» **INFORMATION GIVEN**:
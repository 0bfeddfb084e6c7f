//! # Error Types
//!
//! Contract faults for apidecl. All errors use `thiserror` for derive-based
//! `Display` and `Error` implementations.
//!
//! Document violations are not errors: an invalid
//! document is a successful validation call with a non-empty report.

use thiserror::Error;

/// Top-level error type for apidecl.
#[derive(Error, Debug)]
pub enum ApiDeclError {
    /// A schema name that is not registered was requested.
    #[error("unknown schema: {0:?}")]
    UnknownSchema(String),

    /// An ingested tree could not be mapped onto the value model.
    #[error("value conversion error: {0}")]
    ValueConversion(String),

    /// Serialization/deserialization error.
    #[error("serialization error: {0}")]
    Serialization(String),

    /// IO error.
    #[error("io error: {0}")]
    Io(#[from] std::io::Error),
}

impl From<serde_json::Error> for ApiDeclError {
    fn from(e: serde_json::Error) -> Self {
        Self::Serialization(e.to_string())
    }
}

impl From<serde_yaml::Error> for ApiDeclError {
    fn from(e: serde_yaml::Error) -> Self {
        Self::Serialization(e.to_string())
    }
}
//! # Schema Nodes
//!
//! A [`SchemaNode`] is a named, declarative rule for one mapping-shaped
//! entity: an ordered list of fields, each with a [`Shape`] and a required
//! flag. Nodes are plain data. The one generic interpreter in
//! [`crate::validator`] gives them meaning.
//!
//! Nodes reference each other through `Arc<SchemaNode>`, so a shared node
//! (e.g. `Items`, used by `Parameter`, `Operation` and `Property`) exists
//! exactly once and every referrer points at the same allocation. Building
//! leaves first means every reference is to an already-built node.

use std::sync::Arc;

use apidecl_core::ValueKind;

use crate::constraint::{Constraint, KeyPattern, Literal};

/// What a field's value must look like.
#[derive(Debug, Clone)]
pub enum Shape {
    /// Anything, including `null`.
    Any,
    /// A scalar checked by the constraints in order.
    Scalar(Vec<Constraint>),
    /// A mapping validated against another node.
    Node(Arc<SchemaNode>),
    /// A sequence whose every element has the inner shape.
    ArrayOf(Box<Shape>),
    /// A mapping with free keys (filtered by `keys`) whose every value has
    /// the inner shape.
    MapOf {
        /// Filter applied to each key.
        keys: KeyPattern,
        /// Shape of each value.
        values: Box<Shape>,
    },
}

impl Shape {
    /// A non-empty string.
    pub fn string() -> Self {
        Self::Scalar(vec![Constraint::TypeIs(ValueKind::String), Constraint::NonEmpty])
    }

    /// Any string, the empty string included.
    pub fn string_allow_empty() -> Self {
        Self::Scalar(vec![Constraint::TypeIs(ValueKind::String)])
    }

    /// A number.
    pub fn number() -> Self {
        Self::Scalar(vec![Constraint::TypeIs(ValueKind::Number)])
    }

    /// A boolean.
    pub fn boolean() -> Self {
        Self::Scalar(vec![Constraint::TypeIs(ValueKind::Bool)])
    }

    /// A non-empty string equal to one of `allowed`.
    pub fn one_of(allowed: &[&str]) -> Self {
        Self::Scalar(vec![
            Constraint::TypeIs(ValueKind::String),
            Constraint::NonEmpty,
            Constraint::EnumOf(allowed.iter().copied().map(Literal::from).collect()),
        ])
    }

    /// A mapping checked against `node`.
    pub fn node(node: &Arc<SchemaNode>) -> Self {
        Self::Node(Arc::clone(node))
    }

    /// A sequence of `inner`.
    pub fn array_of(inner: Shape) -> Self {
        Self::ArrayOf(Box::new(inner))
    }

    /// A mapping from any string key to `inner`.
    pub fn map_of(inner: Shape) -> Self {
        Self::MapOf {
            keys: KeyPattern::Any,
            values: Box::new(inner),
        }
    }

    /// A mapping from keys admitted by `keys` to `inner`.
    pub fn map_of_keys(keys: KeyPattern, inner: Shape) -> Self {
        Self::MapOf {
            keys,
            values: Box::new(inner),
        }
    }
}

/// One declared field of a node.
#[derive(Debug, Clone)]
pub struct FieldSpec {
    /// Key of the field in the document mapping.
    pub name: String,
    /// Shape the value must have when present.
    pub shape: Shape,
    /// Whether absence is a violation.
    pub required: bool,
    /// Human description carried for documentation and export.
    pub description: Option<String>,
}

/// A named validation rule for one mapping-shaped entity.
#[derive(Debug)]
pub struct SchemaNode {
    label: String,
    fields: Vec<FieldSpec>,
}

impl SchemaNode {
    /// Start declaring a node called `label`.
    pub fn builder(label: impl Into<String>) -> SchemaNodeBuilder {
        SchemaNodeBuilder {
            label: label.into(),
            fields: Vec::new(),
        }
    }

    /// The node's name, used in reports and exports.
    pub fn label(&self) -> &str {
        &self.label
    }

    /// Declared fields in declaration order.
    pub fn fields(&self) -> &[FieldSpec] {
        &self.fields
    }

    /// Look up a declared field by name.
    pub fn field(&self, name: &str) -> Option<&FieldSpec> {
        self.fields.iter().find(|f| f.name == name)
    }

    /// True if `name` is a declared field.
    pub fn declares(&self, name: &str) -> bool {
        self.field(name).is_some()
    }

    /// Names of required fields in declaration order.
    pub fn required_fields(&self) -> impl Iterator<Item = &str> {
        self.fields.iter().filter(|f| f.required).map(|f| f.name.as_str())
    }
}

/// Incremental declaration of a [`SchemaNode`].
#[derive(Debug)]
pub struct SchemaNodeBuilder {
    label: String,
    fields: Vec<FieldSpec>,
}

impl SchemaNodeBuilder {
    /// Declare a required field. An empty `description` means none.
    pub fn required(self, name: &str, shape: Shape, description: &str) -> Self {
        self.field(name, shape, true, description)
    }

    /// Declare an optional field. An empty `description` means none.
    pub fn optional(self, name: &str, shape: Shape, description: &str) -> Self {
        self.field(name, shape, false, description)
    }

    /// Re-declaring a name replaces the earlier declaration in place.
    fn field(mut self, name: &str, shape: Shape, required: bool, description: &str) -> Self {
        let spec = FieldSpec {
            name: name.to_string(),
            shape,
            required,
            description: (!description.is_empty()).then(|| description.to_string()),
        };
        match self.fields.iter_mut().find(|f| f.name == name) {
            Some(existing) => *existing = spec,
            None => self.fields.push(spec),
        }
        self
    }

    /// Freeze the node.
    pub fn build(self) -> Arc<SchemaNode> {
        Arc::new(SchemaNode {
            label: self.label,
            fields: self.fields,
        })
    }
}

#[cfg(test)]
mod tests {
    use super::*;

    #[test]
    fn test_builder_keeps_declaration_order() {
        let node = SchemaNode::builder("Thing")
            .optional("b", Shape::string(), "")
            .required("a", Shape::number(), "the a")
            .optional("c", Shape::Any, "")
            .build();
        let names: Vec<&str> = node.fields().iter().map(|f| f.name.as_str()).collect();
        assert_eq!(names, vec!["b", "a", "c"]);
        assert_eq!(node.required_fields().collect::<Vec<_>>(), vec!["a"]);
        assert_eq!(node.field("a").unwrap().description.as_deref(), Some("the a"));
        assert!(node.field("b").unwrap().description.is_none());
    }

    #[test]
    fn test_redeclaration_replaces_in_place() {
        let node = SchemaNode::builder("Thing")
            .optional("a", Shape::string(), "")
            .optional("b", Shape::string(), "")
            .required("a", Shape::number(), "")
            .build();
        assert_eq!(node.fields().len(), 2);
        assert_eq!(node.fields()[0].name, "a");
        assert!(node.fields()[0].required);
    }

    #[test]
    fn test_node_shape_shares_allocation() {
        let leaf = SchemaNode::builder("Leaf").build();
        let a = Shape::node(&leaf);
        let b = Shape::node(&leaf);
        match (a, b) {
            (Shape::Node(x), Shape::Node(y)) => assert!(Arc::ptr_eq(&x, &y)),
            _ => unreachable!(),
        }
    }

    #[test]
    fn test_declares() {
        let node = SchemaNode::builder("Thing")
            .optional("$ref", Shape::string(), "")
            .build();
        assert!(node.declares("$ref"));
        assert!(!node.declares("ref"));
        assert_eq!(node.label(), "Thing");
    }
}
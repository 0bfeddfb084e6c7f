//! # Semantic Lint Pass
//!
//! Rules stated by the Swagger 1.2 format that a structural schema cannot
//! express. They are not part of default validation; [`Registry::validate_with`]
//! runs this pass only when `semantic_checks` is enabled and the document is
//! already structurally valid, so every field read here has its declared type.
//!
//! ## Rules
//!
//! | Scope | Rule |
//! |-------|------|
//! | Parameter | `paramType: path` requires `required: true` |
//! | Parameter | `allowMultiple` only with paramType query, header or path |
//! | Operation | parameter names are unique |
//! | Operation | `nickname` is ASCII alphanumerics and underscores |
//! | API | at most one operation per method |
//! | APIDeclaration | at most one API per path; `resourcePath` starts with `/` |
//! | Model | `required` entries name declared properties |
//! | Model | `discriminator` needs `subTypes`, names a property, and is required |
//! | models map | `id` equals the map key |
//! | models map | `subTypes` name models of the same declaration |
//! | models map | no multiple inheritance, no inheritance cycles |
//! | models map | sub-models declare no `discriminator` and override no inherited property |
//!
//! [`Registry::validate_with`]: crate::Registry::validate_with

use std::collections::hash_map::Entry;
use std::collections::{BTreeMap, BTreeSet, HashMap, HashSet};

use apidecl_core::Value;

use crate::registry::SchemaName;
use crate::report::{Violation, ViolationKind};
use crate::validator::FieldPath;

const MULTI_VALUE_PARAM_TYPES: &[&str] = &["query", "header", "path"];

/// Run every rule that applies below the `schema` root of `document`.
///
/// Schemas without semantic rules (`ResourceListing`, `APIReference`,
/// `Info`, `ResponseMessage`, `Items`, `Property`) always yield nothing.
pub fn check(schema: SchemaName, document: &Value) -> Vec<Violation> {
    let mut lint = Lint::default();
    let root = FieldPath::root();
    match schema {
        SchemaName::ApiDeclaration => lint.declaration(document, &root),
        SchemaName::Api => lint.api(document, &root),
        SchemaName::Operation => lint.operation(document, &root),
        SchemaName::Parameter => lint.parameter(document, &root),
        SchemaName::Model => lint.model(document, &root),
        SchemaName::ResourceListing
        | SchemaName::ApiReference
        | SchemaName::Info
        | SchemaName::ResponseMessage
        | SchemaName::Items
        | SchemaName::Property => {}
    }
    lint.out
}

#[derive(Default)]
struct Lint {
    out: Vec<Violation>,
}

impl Lint {
    fn report(&mut self, path: &FieldPath, reason: String) {
        self.out.push(Violation {
            path: path.as_str().to_string(),
            reason,
            kind: ViolationKind::Semantic,
        });
    }

    fn declaration(&mut self, doc: &Value, path: &FieldPath) {
        if let Some(rp) = doc.get_str("resourcePath") {
            if !rp.starts_with('/') {
                self.report(
                    &path.field("resourcePath"),
                    format!("resourcePath {rp:?} must start with \"/\""),
                );
            }
        }

        if let Some(apis) = doc.get("apis").and_then(Value::as_sequence) {
            let apis_path = path.field("apis");
            self.unique_by(apis, &apis_path, "path", "API path");
            for (i, api) in apis.iter().enumerate() {
                self.api(api, &apis_path.index(i));
            }
        }

        if let Some(models) = doc.get("models").and_then(Value::as_mapping) {
            self.models(models, &path.field("models"));
        }
    }

    fn api(&mut self, api: &Value, path: &FieldPath) {
        let Some(operations) = api.get("operations").and_then(Value::as_sequence) else {
            return;
        };
        let ops_path = path.field("operations");
        self.unique_by(operations, &ops_path, "method", "operation method");
        for (i, op) in operations.iter().enumerate() {
            self.operation(op, &ops_path.index(i));
        }
    }

    fn operation(&mut self, op: &Value, path: &FieldPath) {
        if let Some(nickname) = op.get_str("nickname") {
            if !nickname.chars().all(|c| c.is_ascii_alphanumeric() || c == '_') {
                self.report(
                    &path.field("nickname"),
                    format!("nickname {nickname:?} must contain only ASCII letters, digits and underscores"),
                );
            }
        }

        let Some(params) = op.get("parameters").and_then(Value::as_sequence) else {
            return;
        };
        let params_path = path.field("parameters");
        self.unique_by(params, &params_path, "name", "parameter name");
        for (i, param) in params.iter().enumerate() {
            self.parameter(param, &params_path.index(i));
        }
    }

    fn parameter(&mut self, param: &Value, path: &FieldPath) {
        let param_type = param.get_str("paramType");

        if param_type == Some("path") && param.get("required").and_then(Value::as_bool) != Some(true) {
            let name = param.get_str("name").unwrap_or_default();
            self.report(
                &path.field("required"),
                format!("path parameter {name:?} must declare required: true"),
            );
        }

        if param.get("allowMultiple").is_some()
            && !param_type.is_some_and(|t| MULTI_VALUE_PARAM_TYPES.contains(&t))
        {
            self.report(
                &path.field("allowMultiple"),
                format!(
                    "allowMultiple is only allowed for query, header or path parameters, not {:?}",
                    param_type.unwrap_or_default()
                ),
            );
        }
    }

    fn model(&mut self, model: &Value, path: &FieldPath) {
        let props = property_names(model);
        let required = indexed_strings(model.get("required"));

        for (i, name) in &required {
            if !props.contains(name) {
                self.report(
                    &path.field("required").index(*i),
                    format!("required property {name:?} is not declared in properties"),
                );
            }
        }

        if let Some(d) = model.get_str("discriminator") {
            let at = path.field("discriminator");
            if model.get("subTypes").is_none() {
                self.report(&at, format!("discriminator {d:?} requires subTypes"));
            }
            if !props.contains(d) {
                self.report(&at, format!("discriminator {d:?} does not name a property of this model"));
            } else if !required.iter().any(|(_, r)| *r == d) {
                self.report(&at, format!("discriminator {d:?} must be listed in required"));
            }
        }
    }

    fn models(&mut self, models: &BTreeMap<String, Value>, path: &FieldPath) {
        for (key, model) in models {
            let model_path = path.key(key);
            if let Some(id) = model.get_str("id") {
                if id != key {
                    self.report(
                        &model_path.field("id"),
                        format!("model id {id:?} does not match its key {key:?}"),
                    );
                }
            }
            self.model(model, &model_path);
        }
        self.inheritance(models, path);
    }

    fn inheritance(&mut self, models: &BTreeMap<String, Value>, path: &FieldPath) {
        // sub-model -> the first model listing it in subTypes
        let mut parent_of: BTreeMap<&str, &str> = BTreeMap::new();

        for (key, model) in models {
            let subs_path = path.key(key).field("subTypes");
            for (j, sub) in indexed_strings(model.get("subTypes")) {
                let at = subs_path.index(j);
                if !models.contains_key(sub) {
                    self.report(&at, format!("subType {sub:?} is not a model of this declaration"));
                    continue;
                }
                match parent_of.get(sub) {
                    Some(parent) if *parent != key.as_str() => self.report(
                        &at,
                        format!("model {sub:?} already inherits from {parent:?}; multiple inheritance is not allowed"),
                    ),
                    Some(_) => {}
                    None => {
                        parent_of.insert(sub, key);
                    }
                }
            }
        }

        for start in models.keys().map(String::as_str) {
            let mut chain = vec![start];
            let mut current = start;
            while let Some(&parent) = parent_of.get(current) {
                if parent == start {
                    // Report each cycle once, at its smallest member.
                    if chain.iter().all(|m| start <= *m) {
                        let mut order = vec![start];
                        order.extend(chain[1..].iter().rev());
                        order.push(start);
                        self.report(
                            &path.key(start).field("subTypes"),
                            format!("inheritance cycle: {}", order.join(" -> ")),
                        );
                    }
                    break;
                }
                if chain.contains(&parent) {
                    break;
                }
                chain.push(parent);
                current = parent;
            }
        }

        for (&sub, &parent) in &parent_of {
            let Some(model) = models.get(sub) else { continue };
            let sub_path = path.key(sub);

            if model.get("discriminator").is_some() {
                self.report(
                    &sub_path.field("discriminator"),
                    format!("sub-model {sub:?} of {parent:?} must not declare a discriminator"),
                );
            }

            let ancestors = ancestors_of(sub, &parent_of);
            for prop in property_names(model) {
                let overridden = ancestors.iter().find(|a| {
                    models
                        .get(**a)
                        .is_some_and(|m| property_names(m).contains(prop))
                });
                if let Some(ancestor) = overridden {
                    self.report(
                        &sub_path.field("properties").key(prop),
                        format!("property {prop:?} overrides the one inherited from {ancestor:?}"),
                    );
                }
            }
        }
    }

    /// Flag every element whose `key` string repeats an earlier element's.
    fn unique_by(&mut self, items: &[Value], items_path: &FieldPath, key: &str, what: &str) {
        let mut seen: HashMap<&str, usize> = HashMap::new();
        for (i, item) in items.iter().enumerate() {
            let Some(v) = item.get_str(key) else { continue };
            match seen.entry(v) {
                Entry::Occupied(first) => self.report(
                    &items_path.index(i).field(key),
                    format!(
                        "duplicate {what} {v:?}, first declared at {}",
                        items_path.index(*first.get()).field(key)
                    ),
                ),
                Entry::Vacant(slot) => {
                    slot.insert(i);
                }
            }
        }
    }
}

fn property_names(model: &Value) -> BTreeSet<&str> {
    model
        .get("properties")
        .and_then(Value::as_mapping)
        .map(|m| m.keys().map(String::as_str).collect())
        .unwrap_or_default()
}

/// String elements of a sequence together with their original indices.
fn indexed_strings(value: Option<&Value>) -> Vec<(usize, &str)> {
    value
        .and_then(Value::as_sequence)
        .map(|items| {
            items
                .iter()
                .enumerate()
                .filter_map(|(i, v)| v.as_str().map(|s| (i, s)))
                .collect()
        })
        .unwrap_or_default()
}

/// Nearest-first ancestors of `model`, stopping at a cycle.
fn ancestors_of<'a>(model: &'a str, parent_of: &BTreeMap<&'a str, &'a str>) -> Vec<&'a str> {
    let mut out = Vec::new();
    let mut seen = HashSet::from([model]);
    let mut current = model;
    while let Some(&parent) = parent_of.get(current) {
        if !seen.insert(parent) {
            break;
        }
        out.push(parent);
        current = parent;
    }
    out
}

» **WHAT YOU HAVE TO DO**: Only a number is wanted here: how many lines of the data hold the string "ApiDeclError".

» **SOLVED PROBLEM**: 3